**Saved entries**
<<<<
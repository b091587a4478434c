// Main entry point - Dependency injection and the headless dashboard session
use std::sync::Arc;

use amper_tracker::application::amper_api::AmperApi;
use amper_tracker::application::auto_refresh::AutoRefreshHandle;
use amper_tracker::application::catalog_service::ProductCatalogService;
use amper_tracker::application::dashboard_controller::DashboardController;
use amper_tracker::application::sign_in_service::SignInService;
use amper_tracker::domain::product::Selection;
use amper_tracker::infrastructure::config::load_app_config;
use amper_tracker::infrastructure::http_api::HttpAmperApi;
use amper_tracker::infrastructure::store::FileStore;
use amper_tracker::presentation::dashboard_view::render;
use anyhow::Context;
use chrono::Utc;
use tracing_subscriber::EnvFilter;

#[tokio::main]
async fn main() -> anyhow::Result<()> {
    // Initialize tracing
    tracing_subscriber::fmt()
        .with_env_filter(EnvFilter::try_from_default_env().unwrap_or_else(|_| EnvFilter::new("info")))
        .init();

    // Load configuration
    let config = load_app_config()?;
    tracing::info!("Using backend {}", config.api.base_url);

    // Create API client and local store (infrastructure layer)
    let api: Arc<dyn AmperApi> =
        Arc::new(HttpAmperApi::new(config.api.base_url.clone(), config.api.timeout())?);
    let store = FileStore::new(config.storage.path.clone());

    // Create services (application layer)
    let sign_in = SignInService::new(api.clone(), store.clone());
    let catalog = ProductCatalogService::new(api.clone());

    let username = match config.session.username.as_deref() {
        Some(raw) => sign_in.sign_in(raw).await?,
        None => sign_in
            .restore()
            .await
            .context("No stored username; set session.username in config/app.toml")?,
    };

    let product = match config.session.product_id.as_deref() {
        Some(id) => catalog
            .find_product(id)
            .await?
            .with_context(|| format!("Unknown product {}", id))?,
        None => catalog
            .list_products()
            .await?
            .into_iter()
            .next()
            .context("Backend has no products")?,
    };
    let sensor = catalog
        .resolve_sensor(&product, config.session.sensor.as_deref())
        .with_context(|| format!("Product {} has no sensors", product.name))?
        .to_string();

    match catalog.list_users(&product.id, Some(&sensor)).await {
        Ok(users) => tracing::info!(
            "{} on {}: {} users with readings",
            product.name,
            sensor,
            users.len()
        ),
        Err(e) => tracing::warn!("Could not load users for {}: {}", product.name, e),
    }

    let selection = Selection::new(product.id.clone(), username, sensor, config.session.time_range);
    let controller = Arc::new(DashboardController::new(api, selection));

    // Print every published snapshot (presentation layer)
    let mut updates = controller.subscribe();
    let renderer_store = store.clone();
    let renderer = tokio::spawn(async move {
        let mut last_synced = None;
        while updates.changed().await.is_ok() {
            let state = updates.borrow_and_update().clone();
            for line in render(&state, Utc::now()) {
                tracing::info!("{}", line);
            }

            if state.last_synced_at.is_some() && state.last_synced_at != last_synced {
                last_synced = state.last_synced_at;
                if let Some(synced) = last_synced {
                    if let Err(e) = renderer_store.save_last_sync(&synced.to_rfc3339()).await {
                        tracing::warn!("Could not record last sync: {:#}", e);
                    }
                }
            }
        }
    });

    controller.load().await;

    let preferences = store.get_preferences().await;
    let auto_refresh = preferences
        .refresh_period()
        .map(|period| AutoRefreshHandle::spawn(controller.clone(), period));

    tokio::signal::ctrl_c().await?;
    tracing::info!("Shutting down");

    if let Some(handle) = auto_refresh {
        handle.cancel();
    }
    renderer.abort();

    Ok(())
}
>>>>
<<<<
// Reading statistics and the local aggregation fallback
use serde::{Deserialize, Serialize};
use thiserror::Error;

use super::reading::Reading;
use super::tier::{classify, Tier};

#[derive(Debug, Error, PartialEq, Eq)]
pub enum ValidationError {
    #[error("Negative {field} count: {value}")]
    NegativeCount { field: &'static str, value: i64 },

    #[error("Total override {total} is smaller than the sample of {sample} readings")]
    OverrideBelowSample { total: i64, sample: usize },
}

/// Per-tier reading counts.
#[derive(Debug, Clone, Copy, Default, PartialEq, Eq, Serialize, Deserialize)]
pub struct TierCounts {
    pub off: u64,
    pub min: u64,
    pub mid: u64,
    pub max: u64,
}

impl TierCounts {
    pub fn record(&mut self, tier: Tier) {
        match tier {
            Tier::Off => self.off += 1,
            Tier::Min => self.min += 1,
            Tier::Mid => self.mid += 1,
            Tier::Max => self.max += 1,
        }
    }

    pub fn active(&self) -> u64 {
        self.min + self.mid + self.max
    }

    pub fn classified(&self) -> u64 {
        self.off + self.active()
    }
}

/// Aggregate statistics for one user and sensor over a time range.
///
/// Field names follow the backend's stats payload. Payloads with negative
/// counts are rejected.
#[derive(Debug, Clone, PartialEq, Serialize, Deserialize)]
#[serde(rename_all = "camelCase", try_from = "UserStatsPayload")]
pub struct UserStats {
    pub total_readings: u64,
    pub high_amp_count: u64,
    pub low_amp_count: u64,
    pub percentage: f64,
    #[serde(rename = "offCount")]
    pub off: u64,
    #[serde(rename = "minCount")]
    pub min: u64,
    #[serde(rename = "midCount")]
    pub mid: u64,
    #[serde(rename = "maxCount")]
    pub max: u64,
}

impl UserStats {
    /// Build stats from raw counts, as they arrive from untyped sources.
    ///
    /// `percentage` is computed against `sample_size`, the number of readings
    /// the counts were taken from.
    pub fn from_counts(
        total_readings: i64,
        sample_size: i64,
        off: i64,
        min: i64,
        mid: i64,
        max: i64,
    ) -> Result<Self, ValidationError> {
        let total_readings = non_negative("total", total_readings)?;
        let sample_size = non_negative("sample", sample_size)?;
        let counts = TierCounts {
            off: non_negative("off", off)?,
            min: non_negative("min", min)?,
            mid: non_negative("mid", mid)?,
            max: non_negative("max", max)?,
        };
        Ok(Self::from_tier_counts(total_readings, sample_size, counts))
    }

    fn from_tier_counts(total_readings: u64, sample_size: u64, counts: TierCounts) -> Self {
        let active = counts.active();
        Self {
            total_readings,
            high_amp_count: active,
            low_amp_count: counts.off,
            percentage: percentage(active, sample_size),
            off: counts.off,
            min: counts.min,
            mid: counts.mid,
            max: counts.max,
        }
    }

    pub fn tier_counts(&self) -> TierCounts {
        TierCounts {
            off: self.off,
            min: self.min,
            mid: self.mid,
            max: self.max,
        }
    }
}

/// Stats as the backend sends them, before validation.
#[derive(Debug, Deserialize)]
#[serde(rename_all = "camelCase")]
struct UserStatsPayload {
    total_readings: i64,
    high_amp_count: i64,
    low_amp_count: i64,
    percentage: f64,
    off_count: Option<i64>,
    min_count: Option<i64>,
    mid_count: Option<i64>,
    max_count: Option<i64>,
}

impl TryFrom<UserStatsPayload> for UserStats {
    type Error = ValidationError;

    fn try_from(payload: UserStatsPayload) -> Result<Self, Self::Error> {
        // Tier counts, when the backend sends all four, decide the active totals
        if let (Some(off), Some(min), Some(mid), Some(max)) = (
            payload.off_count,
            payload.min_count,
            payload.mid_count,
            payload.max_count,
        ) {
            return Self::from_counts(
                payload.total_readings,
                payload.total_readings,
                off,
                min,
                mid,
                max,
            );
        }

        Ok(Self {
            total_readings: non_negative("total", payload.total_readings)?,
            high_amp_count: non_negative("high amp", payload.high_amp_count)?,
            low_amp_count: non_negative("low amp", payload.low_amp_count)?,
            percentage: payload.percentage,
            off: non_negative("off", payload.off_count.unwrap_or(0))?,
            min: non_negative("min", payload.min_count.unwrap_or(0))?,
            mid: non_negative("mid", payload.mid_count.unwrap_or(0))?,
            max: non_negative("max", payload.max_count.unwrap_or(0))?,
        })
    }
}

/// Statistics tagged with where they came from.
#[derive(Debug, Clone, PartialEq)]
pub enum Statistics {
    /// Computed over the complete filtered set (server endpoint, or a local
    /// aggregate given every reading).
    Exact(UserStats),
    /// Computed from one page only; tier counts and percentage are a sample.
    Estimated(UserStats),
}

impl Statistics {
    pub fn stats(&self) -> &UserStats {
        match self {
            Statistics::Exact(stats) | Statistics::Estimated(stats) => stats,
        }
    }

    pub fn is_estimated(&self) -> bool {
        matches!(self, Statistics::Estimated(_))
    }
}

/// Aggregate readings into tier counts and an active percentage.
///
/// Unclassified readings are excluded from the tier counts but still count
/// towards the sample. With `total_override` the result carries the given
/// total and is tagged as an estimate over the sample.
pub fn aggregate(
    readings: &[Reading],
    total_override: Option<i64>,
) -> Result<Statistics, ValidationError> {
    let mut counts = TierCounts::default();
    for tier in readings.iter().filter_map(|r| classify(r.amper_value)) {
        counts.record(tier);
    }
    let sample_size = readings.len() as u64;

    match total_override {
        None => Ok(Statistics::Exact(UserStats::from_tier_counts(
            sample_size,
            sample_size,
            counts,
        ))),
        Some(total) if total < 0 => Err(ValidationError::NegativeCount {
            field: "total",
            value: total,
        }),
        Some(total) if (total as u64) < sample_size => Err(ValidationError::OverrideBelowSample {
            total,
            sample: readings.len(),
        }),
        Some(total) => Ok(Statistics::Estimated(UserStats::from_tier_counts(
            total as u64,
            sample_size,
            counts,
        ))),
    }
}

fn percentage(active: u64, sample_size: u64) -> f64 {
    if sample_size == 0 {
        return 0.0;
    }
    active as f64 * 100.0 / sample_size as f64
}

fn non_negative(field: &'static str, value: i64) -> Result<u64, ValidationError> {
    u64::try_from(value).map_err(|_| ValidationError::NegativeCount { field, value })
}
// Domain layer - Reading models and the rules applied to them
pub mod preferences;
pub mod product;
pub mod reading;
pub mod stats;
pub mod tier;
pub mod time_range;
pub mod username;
>>>>
Look above for the line with "repository b091587a4478434c" and the line with "tracing_subscriber::fmt()". Retype those two lines and every line between them exactly, adding nothing.

**Task result**
repository b091587a4478434c
// Main entry point - Dependency injection and the headless dashboard session
use std::sync::Arc;

use amper_tracker::application::amper_api::AmperApi;
use amper_tracker::application::auto_refresh::AutoRefreshHandle;
use amper_tracker::application::catalog_service::ProductCatalogService;
use amper_tracker::application::dashboard_controller::DashboardController;
use amper_tracker::application::sign_in_service::SignInService;
use amper_tracker::domain::product::Selection;
use amper_tracker::infrastructure::config::load_app_config;
use amper_tracker::infrastructure::http_api::HttpAmperApi;
use amper_tracker::infrastructure::store::FileStore;
use amper_tracker::presentation::dashboard_view::render;
use anyhow::Context;
use chrono::Utc;
use tracing_subscriber::EnvFilter;

#[tokio::main]
async fn main() -> anyhow::Result<()> {
    // Initialize tracing
    tracing_subscriber::fmt()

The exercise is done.